Character. One of `"ifany"` (default) or `"no"`. - `"ifany"` shows missing value counts only when missing values exist. - `"no"` hides missing counts entirely.

show_dichotomous

Character. One of `"all_levels"` (default) or `"single_row"`. - `"all_levels"` displays all levels of binary (dichotomous) variables. - `"single_row"` shows only one row (typically "Yes", "Present", or a user-defined level), making the table more compact.

show_overall

Character. One of `"no"` (default), `"first"`, or `"last"`. If `by` is supplied: - `"first"` includes a column for overall summaries before the stratified columns. - `"last"` includes the overall column at the end. - `"no"` disables the overall column.

statistic

Optional named vector of summary types for specific variables.
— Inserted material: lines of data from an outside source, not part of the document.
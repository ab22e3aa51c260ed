//! Index Linkage Manager: binds committed index files to committed primary
//! files, at most one ACTIVE link per (primary, format).

use std::sync::Arc;

use ebdms_gate::Operation;
use ebdms_ledger::{AuditAction, SubjectType};
use ebdms_types::{ActorContext, FileId, FileKind, FileObject, IndexFormat, IndexLink};

use crate::engine::RegistrationEngine;
use crate::error::{RegistryError, RegistryResult};

pub struct IndexLinkManager {
    engine: Arc<RegistrationEngine>,
}

impl IndexLinkManager {
    pub fn new(engine: Arc<RegistrationEngine>) -> Self {
        Self { engine }
    }

    /// Link `index_id` to `primary_id`, tombstoning any ACTIVE link of the
    /// same format in the same catalog transaction.
    pub async fn attach_index(
        &self,
        ctx: &ActorContext,
        primary_id: &FileId,
        index_id: &FileId,
    ) -> RegistryResult<IndexLink> {
        let primary = match self.engine.file_by_id(primary_id).await {
            Ok(file) => file,
            Err(e) => {
                self.reject(ctx, primary_id, &e);
                return Err(e);
            }
        };
        self.engine.authorize(
            ctx,
            &primary.project_id,
            Operation::AttachIndex,
            &primary_id.to_string(),
        )?;
        self.attach_authorized(ctx, &primary, index_id).await
    }

    /// [`attach_index`](Self::attach_index) for a caller that has already
    /// passed the gate for `primary`.
    pub(crate) async fn attach_authorized(
        &self,
        ctx: &ActorContext,
        primary: &FileObject,
        index_id: &FileId,
    ) -> RegistryResult<IndexLink> {
        let result = self.link(ctx, primary, index_id).await;
        if let Err(e) = &result {
            self.reject(ctx, &primary.file_id, e);
        }
        result
    }

    async fn link(
        &self,
        ctx: &ActorContext,
        primary: &FileObject,
        index_id: &FileId,
    ) -> RegistryResult<IndexLink> {
        let index = self.engine.file_by_id(index_id).await?;
        let spec = check_pair(primary, &index)?;

        let candidate = IndexLink::new(primary.file_id, index.file_id, spec, ctx.actor_id.clone());
        let replacement = self
            .engine
            .catalog_call("catalog.replace_index_link", || {
                self.engine.catalog().replace_index_link(candidate.clone())
            })
            .await?;

        if replacement.active.link_id != candidate.link_id {
            tracing::debug!(primary_id = %primary.file_id, index_id = %index.file_id, "index already attached");
            return Ok(replacement.active);
        }

        if let Some(previous) = &replacement.replaced {
            self.engine.audit(
                &ctx.actor_id,
                AuditAction::IndexReplaced,
                SubjectType::IndexLink,
                previous.link_id,
                Some(format!(
                    "{} index {} superseded by {}",
                    previous.format, previous.index_id, index.file_id
                )),
            )?;
        }
        let active = replacement.active;
        self.engine.audit(
            &ctx.actor_id,
            AuditAction::IndexAttached,
            SubjectType::IndexLink,
            active.link_id,
            Some(format!(
                "{} index {} -> primary {}",
                active.format, active.index_id, active.primary_id
            )),
        )?;
        tracing::info!(
            primary_id = %active.primary_id,
            index_id = %active.index_id,
            format = %active.format,
            replaced = replacement.replaced.is_some(),
            "index attached"
        );
        Ok(active)
    }

    /// ACTIVE links whose primary is `primary_id`.
    pub async fn active_indexes(&self, primary_id: &FileId) -> RegistryResult<Vec<IndexLink>> {
        self.engine
            .catalog_call("catalog.active_links", || {
                self.engine.catalog().active_links(primary_id)
            })
            .await
    }

    pub(crate) fn reject(&self, ctx: &ActorContext, primary_id: &FileId, err: &RegistryError) {
        self.engine.audit_failure(
            &ctx.actor_id,
            AuditAction::IndexRejected,
            SubjectType::FileObject,
            primary_id,
            err,
        );
    }
}

/// Preconditions checked before the catalog transaction, which re-checks
/// them under its own lock.
fn check_pair(primary: &FileObject, index: &FileObject) -> RegistryResult<IndexFormat> {
    if !primary.file_kind.is_primary() {
        return Err(RegistryError::IncompatibleIndex(format!(
            "{} is an {} file and cannot be indexed",
            primary.file_id, primary.file_kind
        )));
    }
    if index.file_kind != FileKind::Index {
        return Err(RegistryError::IncompatibleIndex(format!(
            "{} is a {} file, not an index",
            index.file_id, index.file_kind
        )));
    }
    if !primary.is_committed() {
        return Err(RegistryError::PrimaryNotCommitted(primary.file_id.to_string()));
    }
    if !index.is_committed() {
        return Err(RegistryError::IndexNotCommitted(index.file_id.to_string()));
    }
    if primary.project_id != index.project_id {
        return Err(RegistryError::InvalidRequest(format!(
            "index {} belongs to project {}, primary to {}",
            index.file_id, index.project_id, primary.project_id
        )));
    }
    let spec = index.index_spec.as_ref().ok_or_else(|| {
        RegistryError::IncompatibleIndex(format!("index {} has no index spec", index.file_id))
    })?;
    if !spec.is_compatible_with(primary.file_kind) {
        return Err(RegistryError::IncompatibleIndex(format!(
            "{} index targets {} files, primary is {}",
            spec.format, spec.target, primary.file_kind
        )));
    }
    Ok(spec.format.clone())
}
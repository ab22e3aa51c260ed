//! Cryptographic primitives for EBDMS.
//!
//! Provides streaming payload checksums (SHA-256 or BLAKE3, chosen by
//! configuration) and the domain-separated BLAKE3 hash chain behind the
//! audit ledger.
//!
//! All crypto operations wrap established libraries.

pub mod chain;
pub mod hasher;

pub use chain::{CanonicalEncoder, ChainError, ChainLink, HashChainVerifier, GENESIS_PREV_HASH};
pub use hasher::PayloadHasher;
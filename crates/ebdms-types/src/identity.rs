use std::collections::BTreeMap;
use std::fmt;
use std::str::FromStr;

use serde::{Deserialize, Serialize};

use crate::error::TypeError;

macro_rules! string_id {
    ($(#[$meta:meta])* $name:ident, $label:literal) => {
        $(#[$meta])*
        #[derive(Clone, PartialEq, Eq, Hash, PartialOrd, Ord, Serialize, Deserialize)]
        #[serde(transparent)]
        pub struct $name(String);

        impl $name {
            /// Create an identifier, rejecting blank values.
            pub fn new(value: impl Into<String>) -> Result<Self, TypeError> {
                let value = value.into();
                if value.trim().is_empty() {
                    return Err(TypeError::InvalidId(concat!($label, " must not be empty").into()));
                }
                Ok(Self(value))
            }

            pub fn as_str(&self) -> &str {
                &self.0
            }
        }

        impl fmt::Debug for $name {
            fn fmt(&self, f: &mut fmt::Formatter<'_>) -> fmt::Result {
                write!(f, "{}({})", stringify!($name), self.0)
            }
        }

        impl fmt::Display for $name {
            fn fmt(&self, f: &mut fmt::Formatter<'_>) -> fmt::Result {
                f.write_str(&self.0)
            }
        }

        impl FromStr for $name {
            type Err = TypeError;

            fn from_str(s: &str) -> Result<Self, Self::Err> {
                Self::new(s)
            }
        }
    };
}

string_id!(
    /// Identity of an authenticated actor, as supplied by the authentication layer.
    ActorId,
    "actor id"
);

string_id!(
    /// Identifier of a research project in the catalog.
    ProjectId,
    "project id"
);

/// Role an actor holds on a project.
///
/// Roles are ordered by the breadth of what they may do, but the gate never
/// relies on that ordering: every decision goes through the policy table.
#[derive(Clone, Copy, Debug, PartialEq, Eq, Hash, PartialOrd, Ord, Serialize, Deserialize)]
#[serde(rename_all = "snake_case")]
pub enum Role {
    /// Read-only access to files and records.
    Viewer,
    /// May upload and register files.
    Contributor,
    /// May tombstone files and replace indexes.
    Curator,
    /// May read the audit history but not touch files.
    Auditor,
    /// Full control over the project.
    Admin,
}

impl Role {
    pub const ALL: [Role; 5] = [
        Role::Viewer,
        Role::Contributor,
        Role::Curator,
        Role::Auditor,
        Role::Admin,
    ];

    pub fn as_str(&self) -> &'static str {
        match self {
            Self::Viewer => "viewer",
            Self::Contributor => "contributor",
            Self::Curator => "curator",
            Self::Auditor => "auditor",
            Self::Admin => "admin",
        }
    }
}

impl fmt::Display for Role {
    fn fmt(&self, f: &mut fmt::Formatter<'_>) -> fmt::Result {
        f.write_str(self.as_str())
    }
}

impl FromStr for Role {
    type Err = TypeError;

    fn from_str(s: &str) -> Result<Self, Self::Err> {
        Role::ALL
            .into_iter()
            .find(|r| r.as_str().eq_ignore_ascii_case(s.trim()))
            .ok_or_else(|| TypeError::UnknownVariant {
                kind: "role",
                value: s.to_string(),
            })
    }
}

/// Identity and session facts handed over by the authentication layer.
///
/// The core never authenticates anyone; it trusts this context and records
/// `actor_id` on every audit entry.
#[derive(Clone, Debug, PartialEq, Eq, Serialize, Deserialize)]
pub struct ActorContext {
    pub actor_id: ActorId,
    /// Whether the session completed a second-factor check.
    pub mfa_verified: bool,
    /// Superusers hold every role on every project. MFA still applies.
    pub superuser: bool,
    /// Role held on each project the actor is a member of.
    pub project_roles: BTreeMap<ProjectId, Role>,
}

impl ActorContext {
    pub fn new(actor_id: ActorId, mfa_verified: bool) -> Self {
        Self {
            actor_id,
            mfa_verified,
            superuser: false,
            project_roles: BTreeMap::new(),
        }
    }

    /// Builder-style helper granting `role` on `project`.
    pub fn with_role(mut self, project: ProjectId, role: Role) -> Self {
        self.project_roles.insert(project, role);
        self
    }

    pub fn as_superuser(mut self) -> Self {
        self.superuser = true;
        self
    }

    pub fn role_on(&self, project: &ProjectId) -> Option<Role> {
        self.project_roles.get(project).copied()
    }
}
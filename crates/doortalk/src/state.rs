//! Experiment state, configuration, and protocol constants

use serde::{Deserialize, Serialize};
use std::time::Duration;

use round_logic::RoundOutcome;

use crate::error::ExperimentError;

/// Rounds per run. A fixed constant of the protocol, not configurable.
pub const TOTAL_ROUNDS: u32 = 10;

/// Emulated latency of each waiting step of a round.
pub const WAIT_DURATION: Duration = Duration::from_millis(1000);

/// Ambient background before any treatment is applied.
pub const NEUTRAL_COLOR: &str = "#808080";

/// Ambient background while a wait continuation is outstanding.
pub const WAIT_COLOR: &str = "#2b2b2b";

/// Treatment color used when the intake form leaves it blank.
pub const DEFAULT_TREATMENT_COLOR: &str = "#FF0000";

/// Whether per-round results are shown immediately or withheld to the end.
#[derive(Clone, Copy, Debug, PartialEq, Eq, Serialize, Deserialize)]
#[serde(rename_all = "lowercase")]
pub enum FeedbackMode {
    With,
    Without,
}

/// Experiment phase state machine
#[derive(Clone, Copy, Debug, PartialEq, Eq, Default, Serialize, Deserialize)]
pub enum Phase {
    #[default]
    Intake,
    Configuration,
    Instructions,
    Game,
    Survey,
    Results,
}

/// Validated per-run configuration, set once before the Instructions phase.
#[derive(Clone, Debug, PartialEq, Eq, Serialize, Deserialize)]
pub struct ExperimentConfig {
    pub feedback_mode: FeedbackMode,
    /// Round after which the treatment fires; None is the control condition.
    pub treatment_round: Option<u32>,
    pub treatment_color: String,
}

/// Raw intake-form values, validated by `configure()`.
#[derive(Clone, Debug, Default, PartialEq, Eq, Serialize, Deserialize)]
pub struct ConfigForm {
    pub feedback_mode: Option<FeedbackMode>,
    pub treatment_round: Option<u32>,
    pub treatment_color: Option<String>,
}

impl ConfigForm {
    /// Validate the form into a config. The feedback mode is required; a
    /// missing treatment color falls back to [`DEFAULT_TREATMENT_COLOR`].
    pub fn into_config(self) -> Result<ExperimentConfig, ExperimentError> {
        let feedback_mode = self.feedback_mode.ok_or(ExperimentError::MissingFeedbackMode)?;
        Ok(ExperimentConfig {
            feedback_mode,
            treatment_round: self.treatment_round,
            treatment_color: self
                .treatment_color
                .unwrap_or_else(|| DEFAULT_TREATMENT_COLOR.to_string()),
        })
    }
}

/// Mutable state of one experiment run.
///
/// Owned exclusively by the controller and replaced wholesale, never
/// partially reset, on restart.
#[derive(Clone, Debug, PartialEq, Serialize, Deserialize)]
pub struct ExperimentState {
    pub phase: Phase,
    /// 0 outside the Game phase, 1-based during it.
    pub current_round_number: u32,
    /// Append-only record of resolved rounds, oldest first.
    pub history: Vec<RoundOutcome>,
    pub treatment_applied: bool,
    /// Ambient background color while no wait is outstanding.
    pub base_color: String,
    /// Opaque survey submission, retained for the run.
    pub survey: Option<serde_json::Value>,
}

impl Default for ExperimentState {
    fn default() -> Self {
        Self {
            phase: Phase::Intake,
            current_round_number: 0,
            history: Vec::new(),
            treatment_applied: false,
            base_color: NEUTRAL_COLOR.to_string(),
            survey: None,
        }
    }
}

/// Whether an operation was applied or silently ignored.
///
/// Operations submitted in the wrong state are ignored rather than
/// rejected: they leave the state untouched and never error.
#[derive(Clone, Copy, Debug, PartialEq, Eq)]
#[must_use]
pub enum OpStatus {
    Applied,
    Ignored,
}

impl OpStatus {
    pub fn applied(self) -> bool {
        self == OpStatus::Applied
    }
}

#[cfg(test)]
mod tests {
    use super::*;

    #[test]
    fn test_form_requires_feedback_mode() {
        let form = ConfigForm { treatment_round: Some(5), ..Default::default() };
        assert_eq!(form.into_config(), Err(ExperimentError::MissingFeedbackMode));
    }

    #[test]
    fn test_form_defaults_treatment_color() {
        let form = ConfigForm {
            feedback_mode: Some(FeedbackMode::With),
            treatment_round: Some(5),
            treatment_color: None,
        };
        let config = form.into_config().unwrap();
        assert_eq!(config.treatment_color, DEFAULT_TREATMENT_COLOR);
    }

    #[test]
    fn test_form_keeps_explicit_values() {
        let form = ConfigForm {
            feedback_mode: Some(FeedbackMode::Without),
            treatment_round: None,
            treatment_color: Some("#00FF00".to_string()),
        };
        let config = form.into_config().unwrap();
        assert_eq!(config.feedback_mode, FeedbackMode::Without);
        assert_eq!(config.treatment_round, None);
        assert_eq!(config.treatment_color, "#00FF00");
    }

    #[test]
    fn test_initial_state() {
        let state = ExperimentState::default();
        assert_eq!(state.phase, Phase::Intake);
        assert_eq!(state.current_round_number, 0);
        assert!(state.history.is_empty());
        assert!(!state.treatment_applied);
        assert_eq!(state.base_color, NEUTRAL_COLOR);
        assert!(state.survey.is_none());
    }

    #[test]
    fn test_feedback_mode_serde_tokens() {
        assert_eq!(serde_json::to_string(&FeedbackMode::With).unwrap(), "\"with\"");
        assert_eq!(serde_json::to_string(&FeedbackMode::Without).unwrap(), "\"without\"");
    }
}
//! Doortalk - repeated cheap-talk trust game experiment
//!
//! In-process engine for a behavioral-economics experiment: a participant
//! plays ten rounds against a scripted simulated partner, exchanging
//! non-binding door suggestions before both open doors for payoffs. This
//! crate owns the experiment flow (intake, configuration, instructions,
//! rounds, survey, results); the round math lives in `round-logic`, and
//! all rendering is left to whatever presentation layer consumes the
//! controller's data.

mod controller;
mod error;
mod instructions;
mod protocol;
mod results;
mod state;
mod treatment;

pub use controller::ExperimentController;
pub use error::ExperimentError;
pub use instructions::{default_catalogue, Audience, InstructionItem, InstructionSequencer};
pub use protocol::{Resume, RoundPhase, RoundProtocol, WaitKind, WaitTicket};
pub use results::{partner_total, player_total, RunSummary, ScoreDisplay};
pub use state::{
    ConfigForm, ExperimentConfig, ExperimentState, FeedbackMode, OpStatus, Phase,
    DEFAULT_TREATMENT_COLOR, NEUTRAL_COLOR, TOTAL_ROUNDS, WAIT_COLOR, WAIT_DURATION,
};
pub use treatment::should_apply;

// The round engine types surface throughout the boundary API.
pub use round_logic::{
    Door, DoorName, DoorSet, PartnerProfile, RandomSource, RoundContext, RoundOutcome, SeededRng,
    SequenceSource,
};
//! Experiment error taxonomy

use thiserror::Error;

use round_logic::DoorName;

/// Errors the experiment core reports synchronously.
///
/// Only caller contract violations surface here; operations submitted in
/// the wrong phase are silent no-ops, not errors.
#[derive(Error, Debug, Clone, PartialEq, Eq)]
pub enum ExperimentError {
    /// The intake form did not select a feedback mode.
    #[error("missing feedbackMode")]
    MissingFeedbackMode,

    /// Instructions or game requested before a successful configure().
    #[error("experiment has not been configured")]
    NotConfigured,

    /// A door name outside the door set the current step accepts.
    /// Never silently substituted with a default door.
    #[error("{0} is not one of this step's doors")]
    UnknownDoor(DoorName),
}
For example, use `statistic = c(age = "mean", bmi = "median")` to override default summaries. Accepted values: `"mean"`, `"median"`, `"mode"`, `"count"`.

value

Optional. A list of formulas specifying which level of a binary variable to show when `show_dichotomous = "single_row"`. For example, `value = list(sex ~ "Female")` will report only the "Female" row.

Value

A `gtsummary::tbl_summary` object with additional class `"descriptive_table"`. Can be printed, customized, merged, or exported.

Examples

# \donttest{
if (requireNamespace("mlbench", quietly = TRUE)) {
  data("PimaIndiansDiabetes2", package = "mlbench")
  library(dplyr)
pima <- PimaIndiansDiabetes2 |>
  mutate(
    diabetes = ifelse(diabetes == "pos", 1, 0),

    bmi = cut(
      mass,
      breaks = c(-Inf, 18.5, 24.9, 29.9, Inf),
      labels = c("Underweight", "Normal", "Overweight", "Obese")
    )
  )
  descriptive_table(pima, exposures = c("age", "bmi"),
                    by = "diabetes")
}
#> 
#> Attaching package: ‘dplyr’
#> The following objects are masked from ‘package:stats’:
#> 
#>     filter, lag
#> The following objects are masked from ‘package:base’:
#> 
#>     intersect, setdiff, setequal, union
Characteristic 0
N = 500
1
1
N = 268
1
age 31.2 (11.7) 37.1 (11.0)
bmi

    Underweight 4 (0.8%) 0 (0.0%)
    Normal 95 (19.3%) 7 (2.6%)
    Overweight 139 (28.3%) 40 (15.0%)
    Obese 253 (51.5%) 219 (82.3%)
    Unknown 9 2
1 Mean (SD); n (%)
# }